Jesus may have thought he could go off for a time of quiet prayer and refreshment after a long day and night of ministry – but already his time was not his own. We read that: Simon and his companions hunted for him. When they found him, they said to him, “Everyone is searching for you.”
“Everyone is searching for you.” All his earthly life, people were looking for Jesus. When he was twelve, his parents searched for him after he went missing on a trip to Jerusalem. When they found him, they said, “Didn’t you know we would be looking for you?” When Lazarus was ill, and Jesus came days later, Mary and Martha said, “Where were you?” When chief priests and scribes wanted to arrest him, they went looking for him in Gethsemane, though he’d been “hiding in plain sight” all over Jerusalem for weeks. “Why didn’t you just arrest me at the temple?” he asked.
And on Easter morning, we find Mary Magdalene in another garden, lamenting, “They have taken my Lord and I don’t know where they have put him!” And there he is, once again hiding in plain sight, risen from the dead, mistaken for a gardener.
Is Jesus still “hiding in plain sight?” I don’t believe Jesus hides from us. Yet he can be hard to find, even when we're looking. Maybe that’s because the faculties with which we perceive spiritual reality are different than the organs that sense physical realities. And in many of us, especially in Western cultures, those faculties are underdeveloped. Jesus told Nicodemus that the Kingdom cannot be perceived with human senses, saying, “No one can see the kingdom of God unless they are born again,” which he defines as being “born of water and the Spirit.”
Even those of us who have been born of water and Spirit in baptism may not have developed our spiritual perception if no one told us we needed to. Paul prays for the Ephesians and Colossians that “the eyes of their hearts will be enlightened,” their “inner vision” sharpened as they come to recognize the Life of God around them.
If we want to see and experience Jesus more fully, we may need spiritual exercise, just as we expand our mental capacities or our physical strength and stamina. What we call spiritual disciplines are practices that help us to expand our ability to perceive and receive God. We wouldn’t expect to run ten miles our first time out; we gradually increase our capacity. In the same way, our spiritual “muscles” must be exercised. Sure, sometimes we have a glimpse or an encounter with Jesus unexpectedly, unbidden. Perhaps God gives us those experiences to draw us closer, to get us on the path, the way falling in love gets us to the place where we're willing to work at a relationship. We will see and experience more as we cultivate the intimacy Jesus promises us.
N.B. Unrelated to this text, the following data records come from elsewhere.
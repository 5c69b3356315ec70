// src/utils/progress_bars/progress_config.rs

use indicatif::{MultiProgress, ProgressBar, ProgressStyle};
use std::env;
use std::time::Duration;

/// Configuration for progress display during a run
#[derive(Debug, Clone)]
pub struct ProgressConfig {
    /// Whether to show progress bars at all
    pub enabled: bool,
    /// Whether to show one spinner per source under the main bar
    pub detailed: bool,
    /// Spinner tick interval in milliseconds
    pub refresh_rate_ms: u64,
}

impl Default for ProgressConfig {
    fn default() -> Self {
        Self {
            enabled: true,
            detailed: true,
            refresh_rate_ms: 100,
        }
    }
}

impl ProgressConfig {
    /// Create progress configuration from environment variables
    pub fn from_env() -> Self {
        Self {
            enabled: env::var("PROGRESS_ENABLED")
                .unwrap_or_else(|_| "true".to_string())
                .parse()
                .unwrap_or(true),
            detailed: env::var("PROGRESS_DETAILED")
                .unwrap_or_else(|_| "true".to_string())
                .parse()
                .unwrap_or(true),
            refresh_rate_ms: env::var("PROGRESS_REFRESH_RATE_MS")
                .unwrap_or_else(|_| "100".to_string())
                .parse()
                .unwrap_or(100),
        }
    }

    /// Create a MultiProgress instance if progress is enabled, None otherwise
    pub fn create_multi_progress(&self) -> Option<MultiProgress> {
        if self.enabled {
            Some(MultiProgress::new())
        } else {
            None
        }
    }

    pub fn should_show_detailed(&self) -> bool {
        self.enabled && self.detailed
    }

    /// Main bar counting pipeline phases.
    pub fn phase_bar(&self, mp: Option<&MultiProgress>, phases: u64) -> Option<ProgressBar> {
        let mp = mp?;
        let pb = mp.add(ProgressBar::new(phases));
        pb.set_style(
            ProgressStyle::default_bar()
                .template("{spinner:.green} [{elapsed_precise}] {bar:40.cyan/blue} {pos}/{len} {msg}")
                .unwrap_or_else(|_| ProgressStyle::default_bar())
                .progress_chars("█▉▊▋▌▍▎▏  "),
        );
        Some(pb)
    }

    /// Spinner for one source fetch. `None` when detailed progress is off.
    pub fn source_spinner(&self, mp: Option<&MultiProgress>, label: &str) -> Option<ProgressBar> {
        if !self.should_show_detailed() {
            return None;
        }
        let pb = mp?.add(ProgressBar::new_spinner());
        pb.set_style(
            ProgressStyle::default_spinner()
                .template("  {spinner:.blue} [{elapsed_precise}] {prefix:.bold} {msg}")
                .unwrap_or_else(|_| ProgressStyle::default_spinner()),
        );
        pb.set_prefix(label.to_string());
        pb.enable_steady_tick(Duration::from_millis(self.refresh_rate_ms.max(10)));
        Some(pb)
    }
}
What spiritual practices are you drawn to? Increasing your reading of the Bible? Developing a more consistent life of prayer and contemplation? Getting more involved in ministries with the sick, the poor, the marginalized, where Jesus also promised he could be found? Lent is approaching – why not ask the Spirit to lead you to a spiritual practice that might help you grow your inner vision. Ask your pastor or a spiritual director for help (you're welcome to ask me).
Long ago, God made a promise through the prophet Jeremiah: “You will seek me and find me when you seek me with all your heart.” (Jeremiah 29:13) It can be hard for us to do anything with our whole heart. Wherever we start, know that Jesus is not hiding from us, and will honor our desire to find him, as we seek him with the eyes of our hearts.